I mentioned the NHS. The current NICE guidelines worry me a lot and the more research I do the more I am convinced that I should retain control of my own treatment plan. Graded Exercise Therapy is a key tenet of those guidelines and is something I will be encouraged to partake in. There is overwhelming evidence that suggests to me this increases the likelihood of a severe worsening of the condition and I will be refusing that particular method of treatment.

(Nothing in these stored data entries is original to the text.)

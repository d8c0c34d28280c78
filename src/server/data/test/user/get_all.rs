use super::*;

/// Tests that an empty table yields an empty vector rather than an error.
#[tokio::test]
async fn returns_empty_vec_without_users() -> Result<(), DbErr> {
    let test = TestBuilder::new().with_user_tables().build().await.unwrap();
    let db = test.db.as_ref().unwrap();

    let users = UserRepository::new(db).get_all().await?;

    assert!(users.is_empty());

    Ok(())
}

#[tokio::test]
async fn returns_users_in_insertion_order() -> Result<(), DbErr> {
    let test = TestBuilder::new().with_user_tables().build().await.unwrap();
    let db = test.db.as_ref().unwrap();

    let first = factory::user::create_user(db).await?;
    let second = factory::user::create_user(db).await?;

    let users = UserRepository::new(db).get_all().await?;

    let ids: Vec<i32> = users.iter().map(|u| u.id).collect();
    assert_eq!(ids, vec![first.id, second.id]);

    Ok(())
}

So, now I've mentioned all that is wrong - what is right? Well, I will make use of this blog to cover in detail the treatments I am going to be relying on. In fact, my next post will begin that process in earnest. I say this with a full understanding that I am merely 'managing' my illness. There is no cure (yet!) but my understanding of what is going wrong within my body, and the clues afforded by various pioneering souls in the medical community, does allow me to make some pragmatic choices about how best to lessen symptoms. That in itself would have a major impact on my daily life. Imagine if I could have a shower without feeling like I'm going to pass out afterwards or walk to the bathroom without feeling like my heart is going to burst out of my chest or without breathing like a breathless old man. Yes indeed, managing symptoms and reducing their severity even a little will benefit me greatly.